*** Available data Section Begins ***

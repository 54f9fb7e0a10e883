//! Error types emitted by the Savour CLI.
//!
//! Keep this error type reasonably small, as many CLI helpers return
//! `Result<_, CliError>` and the workspace enables `clippy::result_large_err`.

use std::sync::Arc;

use savour_core::{CatalogError, ModelError};
use savour_data::DataError;
use savour_scorer::ScoreError;
use thiserror::Error;

/// Errors emitted by the Savour CLI.
#[derive(Debug, Error)]
pub enum CliError {
    /// Provided arguments failed Clap validation.
    #[error(transparent)]
    ArgumentParsing(#[from] clap::Error),
    /// Configuration layering failed (files, env, CLI).
    #[error("failed to load configuration: {0}")]
    Configuration(#[from] Arc<ortho_config::OrthoError>),
    /// A required option is missing after configuration merging.
    #[error("missing {field} (pass it on the command line or set {env})")]
    MissingArgument {
        /// Name of the missing option.
        field: &'static str,
        /// Environment variable that can supply it.
        env: &'static str,
    },
    /// An artefact could not be loaded.
    #[error(transparent)]
    LoadArtefact(Box<DataError>),
    /// The built-in reference model was inconsistent.
    #[error("reference model is invalid: {0}")]
    ReferenceModel(#[source] ModelError),
    /// The built-in reference catalog was inconsistent.
    #[error("reference catalog is invalid: {0}")]
    ReferenceCatalog(#[source] CatalogError),
    /// The model does not define the requested feature.
    #[error("model has no feature named '{feature}'")]
    UnknownFeature {
        /// Requested feature name.
        feature: String,
    },
    /// Scoring the profile failed.
    #[error("failed to score profile: {0}")]
    Score(#[from] ScoreError),
    /// Serialising the command output failed.
    #[error("failed to serialise output: {0}")]
    SerialiseOutput(#[source] serde_json::Error),
    /// Writing the command output failed.
    #[error("failed to write output: {0}")]
    WriteOutput(#[source] std::io::Error),
}

impl From<DataError> for CliError {
    fn from(source: DataError) -> Self {
        Self::LoadArtefact(Box::new(source))
    }
}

*** Available data Section Ends ***

Assignment ▸ Retype the records above in full, exactly.

Solution below ▸
repository 54f9fb7e0a10e883
//! Error types emitted by the Savour CLI.
//!
//! Keep this error type reasonably small, as many CLI helpers return
//! `Result<_, CliError>` and the workspace enables `clippy::result_large_err`.

use std::sync::Arc;

use savour_core::{CatalogError, ModelError};
use savour_data::DataError;
use savour_scorer::ScoreError;
use thiserror::Error;

/// Errors emitted by the Savour CLI.
#[derive(Debug, Error)]
pub enum CliError {
    /// Provided arguments failed Clap validation.
    #[error(transparent)]
    ArgumentParsing(#[from] clap::Error),
    /// Configuration layering failed (files, env, CLI).
    #[error("failed to load configuration: {0}")]
    Configuration(#[from] Arc<ortho_config::OrthoError>),
    /// A required option is missing after configuration merging.
    #[error("missing {field} (pass it on the command line or set {env})")]
    MissingArgument {
        /// Name of the missing option.
        field: &'static str,
        /// Environment variable that can supply it.
        env: &'static str,
    },
    /// An artefact could not be loaded.
    #[error(transparent)]
    LoadArtefact(Box<DataError>),
    /// The built-in reference model was inconsistent.
    #[error("reference model is invalid: {0}")]
    ReferenceModel(#[source] ModelError),
    /// The built-in reference catalog was inconsistent.
    #[error("reference catalog is invalid: {0}")]
    ReferenceCatalog(#[source] CatalogError),
    /// The model does not define the requested feature.
    #[error("model has no feature named '{feature}'")]
    UnknownFeature {
        /// Requested feature name.
        feature: String,
    },
    /// Scoring the profile failed.
    #[error("failed to score profile: {0}")]
    Score(#[from] ScoreError),
    /// Serialising the command output failed.
    #[error("failed to serialise output: {0}")]
    SerialiseOutput(#[source] serde_json::Error),
    /// Writing the command output failed.
    #[error("failed to write output: {0}")]
    WriteOutput(#[source] std::io::Error),
}

impl From<DataError> for CliError {
    fn from(source: DataError) -> Self {
        Self::LoadArtefact(Box::new(source))
    }
}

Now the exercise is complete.